A.) Performance on transfer learning task by source of training data for each machine learning model. B.) Random forest variable importance scores by training data. C.) Logistic Regression variable coefficients by training data. D.) Support Vector Machine variable coefficients by training data.
We also sought to determine the extent to which the classifiers were using similar predictive features. We evaluated the random forest feature importance scores (Fig. 4E) as well as the logistic regression and support vector machine feature coefficients (Fig. 4G, 4F). All showed similar trends of useful features between real and generated data, and a spearman correlation test was performed between the importance scores (random forest) and coefficients (SVM and logistic regression) of the models trained on real data and each synthetic set revealed significant associations in all cases (Table 1). Though all three classification methods achieved similar accuracy, the random forest classifier found the medication features to be important while these features had near zero coefficients in the SVM and logistic regression classifiers.
Spearman Correlation between variable importance scores (Random Forests) and model coefficients (Support Vector Machine and Logistic Regression).
Privacy Analysis
The formal definition of differential privacy has two parameters. The key parameter ε measures the “privacy loss” incurred by the computation. The second parameter δ bounds the probability that the privacy loss exceeds ε. The values of (ε, δ) accumulate as the algorithm repeatedly accesses the private data. In our experiment, our private AC-GAN algorithm is able to generate useful synthetic data with ε = 2 and δ < 10^{-5} (Fig.5). The upper bound of the epoch selection task, (see Materials Methods) used (0.05, 0) per each model included for a total of (0.5, 0) differential privacy. This established a modest, single digit epsilon privacy budget of (2.5, 10–5).
The value of delta as a function of epoch for different epsilon values. An ε value of 2 allows for 500 epochs of training and δ < 10-5.
Discussion
Deep generative adversarial networks and differential privacy offer a technical solution to the challenge of sharing biomedical data to facilitate exploratory analyses. Our approach, which uses deep neural networks for data simulation, can generate synthetic data to be distributed and used for secondary analysis. We perform training with a differential privacy framework that limits the study subjects’ privacy risk. We apply this approach to data from the SPRINT clinical trial due to its recent use for a data reanalysis challenge
We introduce an approach that samples from multiple epochs to improve performance while maintaining privacy. However, several challenges remain. Deep learning models have many training parameters and require substantial sample sizes, which can hamper this method’s use for small clinical trials or targeted studies. Another fruitful area of use may be large electronic health records systems, where the ability to share synthetic data may aid methods development and the initial discovery of predictive models. Similarly, financial institutions or other organizations that use outside contractors or consultants to develop risk models might choose to share generated data instead of actual client data. In very large datasets, there is evidence that differential privacy may even prevent overfitting to reduce the error of subsequent predictions (26).

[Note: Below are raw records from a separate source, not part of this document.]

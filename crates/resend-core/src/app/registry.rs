//! FleetNotificationRegistry - fleet 全体の pending notification の一覧
//!
//! # 設計原則
//! - refresh のたびに host から snapshot を作り直す（差分更新しない）
//! - 新しい snapshot は不変値で、`Arc` ごと差し替える（途中状態は見えない）
//! - project 単位の失敗はログに出して除外。refresh 自体は常に成功する
//! - refresh / replay は admin ロックで直列化する

use std::collections::{BTreeMap, BTreeSet, HashMap};
use std::sync::Arc;
use std::sync::atomic::{AtomicU64, Ordering};

use tokio::sync::{Mutex, MutexGuard, RwLock};

use super::aggregator::ProjectNotificationAggregator;
use super::status::RegistryStatus;
use crate::domain::RegistrySnapshot;
use crate::ports::{Clock, FleetProjectSource, IdGenerator};

pub struct FleetNotificationRegistry {
    fleet: Arc<dyn FleetProjectSource>,
    aggregator: ProjectNotificationAggregator,
    clock: Arc<dyn Clock>,
    ids: Arc<dyn IdGenerator>,
    snapshot: RwLock<Arc<RegistrySnapshot>>,
    admin: Mutex<()>,
    refreshes: AtomicU64,
}

impl FleetNotificationRegistry {
    /// Starts with an empty snapshot; call [`refresh`](Self::refresh) to scan.
    pub fn new(
        fleet: Arc<dyn FleetProjectSource>,
        aggregator: ProjectNotificationAggregator,
        clock: Arc<dyn Clock>,
        ids: Arc<dyn IdGenerator>,
    ) -> Self {
        let empty = RegistrySnapshot::empty(ids.snapshot_id(), clock.now());
        Self {
            fleet,
            aggregator,
            clock,
            ids,
            snapshot: RwLock::new(Arc::new(empty)),
            admin: Mutex::new(()),
            refreshes: AtomicU64::new(0),
        }
    }

    /// Rebuilds the snapshot from the live host state and swaps it in.
    pub async fn refresh(&self) -> Arc<RegistrySnapshot> {
        let _guard = self.admin.lock().await;
        self.refresh_locked().await
    }

    /// Last refreshed snapshot. Does not trigger a refresh.
    pub async fn snapshot(&self) -> Arc<RegistrySnapshot> {
        Arc::clone(&*self.snapshot.read().await)
    }

    /// Refreshes once, then maps module name → version to resend.
    ///
    /// A module pending in several versions keeps only the last one seen.
    /// Use [`pending_module_versions`](Self::pending_module_versions) to see
    /// all of them.
    pub async fn pending_modules(&self) -> HashMap<String, String> {
        self.refresh().await.modules()
    }

    /// Refreshes once, then maps module name → every pending version.
    pub async fn pending_module_versions(&self) -> BTreeMap<String, BTreeSet<String>> {
        self.refresh().await.module_versions()
    }

    pub fn refresh_count(&self) -> u64 {
        self.refreshes.load(Ordering::Relaxed)
    }

    pub async fn status(&self) -> RegistryStatus {
        RegistryStatus::from_snapshot(&*self.snapshot().await, self.refresh_count())
    }

    pub(crate) async fn admin_guard(&self) -> MutexGuard<'_, ()> {
        self.admin.lock().await
    }

    /// Caller must hold the admin guard.
    pub(crate) async fn refresh_locked(&self) -> Arc<RegistrySnapshot> {
        let snapshot_id = self.ids.snapshot_id();
        let projects = match self.fleet.list_projects().await {
            Ok(projects) => projects,
            Err(e) => {
                tracing::error!(%snapshot_id, kind = ?e.kind(), error = %e, "failed to list projects");
                Vec::new()
            }
        };

        let mut aggregates = Vec::new();
        for project in &projects {
            match self.aggregator.aggregate(project).await {
                Ok(Some(aggregate)) => aggregates.push(aggregate),
                Ok(None) => {}
                Err(e) => {
                    tracing::error!(
                        %snapshot_id,
                        project = %project,
                        kind = ?e.kind(),
                        error = %e,
                        "project skipped"
                    );
                }
            }
        }

        let snapshot = Arc::new(RegistrySnapshot::new(snapshot_id, self.clock.now(), aggregates));
        *self.snapshot.write().await = Arc::clone(&snapshot);
        self.refreshes.fetch_add(1, Ordering::Relaxed);

        tracing::info!(
            %snapshot_id,
            scanned = projects.len(),
            aggregates = snapshot.aggregates().len(),
            "registry refreshed"
        );
        snapshot
    }
}

#[cfg(test)]
mod tests {
    use super::*;
    use crate::app::collector::BuildNotificationCollector;
    use crate::domain::{DeliveryConfig, Project};
    use crate::impls::{FleetState, InMemoryHost, ProjectState};
    use crate::ports::{FixedClock, UlidGenerator};
    use chrono::{TimeZone, Utc};

    fn registry(host: Arc<InMemoryHost>) -> FleetNotificationRegistry {
        let clock = Arc::new(FixedClock::new(
            Utc.with_ymd_and_hms(2024, 1, 1, 12, 0, 0).unwrap(),
        ));
        let aggregator = ProjectNotificationAggregator::new(
            host.clone(),
            BuildNotificationCollector::new(host.clone()),
            host.clone(),
        );
        FleetNotificationRegistry::new(
            host,
            aggregator,
            clock.clone(),
            Arc::new(UlidGenerator::new(clock)),
        )
    }

    fn fleet() -> FleetState {
        FleetState::default()
            .with_project(
                ProjectState::new("libA")
                    .with_config(DeliveryConfig::new("http://a"))
                    .with_build(1, &[("core", "1.0")])
                    .with_build(2, &[]),
            )
            .with_project(ProjectState::new("libB").with_build(1, &[("api", "2.0")]))
            .with_project(
                ProjectState::new("libC")
                    .with_config(DeliveryConfig::new("http://c"))
                    .with_build(4, &[("core", "1.1"), ("web", "3.0")]),
            )
    }

    #[tokio::test]
    async fn starts_empty_until_refreshed() {
        let registry = registry(Arc::new(InMemoryHost::new(fleet())));
        assert!(registry.snapshot().await.is_empty());
        assert_eq!(registry.refresh_count(), 0);

        let snapshot = registry.refresh().await;
        let projects: Vec<&str> = snapshot
            .aggregates()
            .iter()
            .map(|a| a.project().name())
            .collect();
        assert_eq!(projects, vec!["libA", "libC"]);
    }

    #[tokio::test]
    async fn refresh_twice_yields_identical_aggregates() {
        let registry = registry(Arc::new(InMemoryHost::new(fleet())));
        let first = registry.refresh().await;
        let second = registry.refresh().await;

        assert_eq!(first.aggregates(), second.aggregates());
        assert_eq!(first.taken_at(), second.taken_at());
        assert_ne!(first.id(), second.id());
    }

    #[tokio::test]
    async fn pending_modules_refreshes_exactly_once() {
        let registry = registry(Arc::new(InMemoryHost::new(fleet())));
        let before = registry.refresh_count();

        let modules = registry.pending_modules().await;

        assert_eq!(registry.refresh_count(), before + 1);
        // libB has no config; libC's core@1.1 overwrites libA's core@1.0
        assert_eq!(modules.len(), 2);
        assert_eq!(modules["core"], "1.1");
        assert_eq!(modules["web"], "3.0");
        assert!(!modules.contains_key("api"));
    }

    #[tokio::test]
    async fn pending_module_versions_keeps_all_versions() {
        let registry = registry(Arc::new(InMemoryHost::new(fleet())));
        let versions = registry.pending_module_versions().await;
        assert_eq!(versions["core"].len(), 2);
        assert_eq!(registry.refresh_count(), 1);
    }

    #[tokio::test]
    async fn broken_project_does_not_stop_the_scan() {
        let host = Arc::new(InMemoryHost::new(fleet()));
        host.set_broken("libA", true).await;
        let registry = registry(host);

        let snapshot = registry.refresh().await;
        let projects: Vec<&Project> = snapshot.aggregates().iter().map(|a| a.project()).collect();
        assert_eq!(projects, vec![&Project::new("libC")]);
    }

    #[tokio::test]
    async fn refresh_picks_up_host_changes() {
        let host = Arc::new(InMemoryHost::new(fleet()));
        let registry = registry(host.clone());
        registry.refresh().await;

        host.set_config("libB", Some(DeliveryConfig::new("http://b"))).await;
        let snapshot = registry.refresh().await;

        assert_eq!(snapshot.aggregates().len(), 3);
        assert_eq!(registry.status().await.projects, 3);
    }
}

Though our approach provides a general framing, the precise neural network architecture may need to be tuned for specific use cases. Data with multiple types presents a challenge. EHRs contain binary, categorical, ordinal and continuous data. Neural networks require these types to be encoded and normalized, a process that can reduce signal and increase the dimensionality of data. New neural network have been designed to deal more effectively with discrete data (27, 28). Researchers will need to incorporate these techniques and develop new methods for mixed types if their use case requires it. The practice of generating data under differential privacy with deep neural networks offers a technical solution for those who wish to share data to the challenge of patient privacy. This technical work complements ongoing efforts to change the data sharing culture of clinical research.
Materials and Methods
We developed an approach to train auxiliary classifier generative adversarial networks (AC-GANs) in a differentially private manner to enable privacy preserving data sharing. Generative adversarial networks offer the ability to simulate realistic-looking data that closely matches the distribution of the source data. AC-GANs add the ability to generate labeled samples. By training AC-GANs under the differential privacy framework we generated realistic samples that can be used for initial analysis while guaranteeing a specified level of participant privacy.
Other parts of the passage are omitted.